Yepp !

I agree with the ISA thing !
At work we also habe a ISA appliance but only for caching proxy and reverse 
proxying and even the rules to permit AD auth and so makes you mad !

The way pfSense makes it with rulesets is the way EVERY firewall I've seen 
makes it and for me it's the only one logical way...

I guess it does not make much sense to convert to the ISA way because when you 
think about ca. 500 rules you have n a large company you'll get mad with 
ISA-style...

It's like GPOs in W2K3 then... You have to look at the resultant set of 
policies to know what is going on because when there are so many rules you'll 
never see on the first view, what's up...
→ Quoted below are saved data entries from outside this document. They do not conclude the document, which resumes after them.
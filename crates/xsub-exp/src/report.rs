use std::fs;
use std::path::Path;

use chrono::{SecondsFormat, Utc};
use serde::{Deserialize, Serialize};
use xsub_core::errors::XsubError;
use xsub_core::{from_json_slice, to_canonical_json_pretty, ExecutionContext, SubmissionResult};

/// Outcome counts for a batch.
#[derive(Debug, Clone, Copy, PartialEq, Eq, Serialize, Deserialize, Default)]
pub struct ReportSummary {
    /// Jobs dispatched.
    pub total: usize,
    /// Jobs the backend accepted.
    pub succeeded: usize,
    /// Jobs that failed after all attempts.
    pub failed: usize,
}

impl ReportSummary {
    /// Counts outcomes over `results`.
    pub fn from_results(results: &[SubmissionResult]) -> Self {
        let succeeded = results.iter().filter(|result| result.succeeded()).count();
        Self {
            total: results.len(),
            succeeded,
            failed: results.len() - succeeded,
        }
    }
}

/// Bookkeeping for one orchestrator run, one entry per catalog job.
#[derive(Debug, Clone, PartialEq, Serialize, Deserialize)]
pub struct SubmissionReport {
    pub context: ExecutionContext,
    /// Stable hash of the validated catalog.
    pub catalog_hash: String,
    /// UTC creation time, RFC 3339 with second precision.
    pub created_at: String,
    pub summary: ReportSummary,
    pub results: Vec<SubmissionResult>,
}

impl SubmissionReport {
    /// Report stamped with the current time and summarised from `results`.
    pub fn new(
        context: ExecutionContext,
        catalog_hash: String,
        results: Vec<SubmissionResult>,
    ) -> Self {
        Self {
            context,
            catalog_hash,
            created_at: Utc::now().to_rfc3339_opts(SecondsFormat::Secs, true),
            summary: ReportSummary::from_results(&results),
            results,
        }
    }

    pub fn all_succeeded(&self) -> bool {
        self.summary.failed == 0
    }

    /// Failed results in catalog order.
    pub fn failures(&self) -> impl Iterator<Item = &SubmissionResult> {
        self.results.iter().filter(|result| !result.succeeded())
    }

    /// Writes the report as indented canonical JSON, creating parent directories.
    pub fn write(&self, path: &Path) -> Result<(), XsubError> {
        if let Some(parent) = path.parent().filter(|parent| !parent.as_os_str().is_empty()) {
            fs::create_dir_all(parent).map_err(|err| XsubError::io("report_dir", err))?;
        }
        let bytes = to_canonical_json_pretty(self)?;
        fs::write(path, bytes).map_err(|err| XsubError::io("report_write", err))
    }

    /// Reads a report previously written by [`SubmissionReport::write`].
    pub fn read(path: &Path) -> Result<Self, XsubError> {
        let bytes = fs::read(path).map_err(|err| XsubError::io("report_read", err))?;
        from_json_slice(&bytes)
    }
}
Keep on going with the per-if-rules, guys ;-)

Martin 

-----Ursprüngliche Nachricht-----
Von: Chris Buechler [mailto:[EMAIL PROTECTED] 
Gesendet: Donnerstag, 1. Juni 2006 21:35
An: support@pfsense.com
Betreff: Re: [pfSense Support] Re: per-interface rulebases: why?

my response to the m0n0wall list (and let's keep this on one list or the other 
from now on):

Can you name a firewall vendor that doesn't do per-interface rulesets?
 (I'm sure there are some, but virtually all do per-interface)  Or one good 
reason it shouldn't be this way?

The vast majority of the time, it makes rulesets much cleaner and easier to 
work with, and easier to read and comprehend.  For those reasons, it's more 
secure (more difficult to screw something up).  If you only have two 
interfaces, this might not be a big deal, but throw in 6 interfaces or so and a 
complex ruleset to go along with it, and the per-interface method makes *much* 
more sense.



Molle Bestefich wrote:
> I'd like.....
>

What you're describing is essentially Microsoft ISA Server.  If you want that, 
use it.  I'd never use the type of ruleset ISA uses in any remotely complex 
firewall setup.  I would never, ever replace my bigger firewalls with ISA 
because the ruleset on the firewalls would be absolutely nuts with ISA's 
method.  I use ISA as a proxy and the relatively basic ruleset I have, of about 
25 rules, is ugly to manage.  
If I had hundreds of rules with a half dozen interfaces, I would absolutely 
lose my mind trying to administer one long, completely illegible ruleset.  You 
may think your idea is good in theory, but if you'd ever try to use something 
like that with any moderately complex setup I think you'd quickly change your 
mind. 


> And voila, the firewall would know which networks live behind which 
> interfaces, and thus it could automagically deduce all anti-spoofing 
> rules.

It can already do that, it's called a routing table. 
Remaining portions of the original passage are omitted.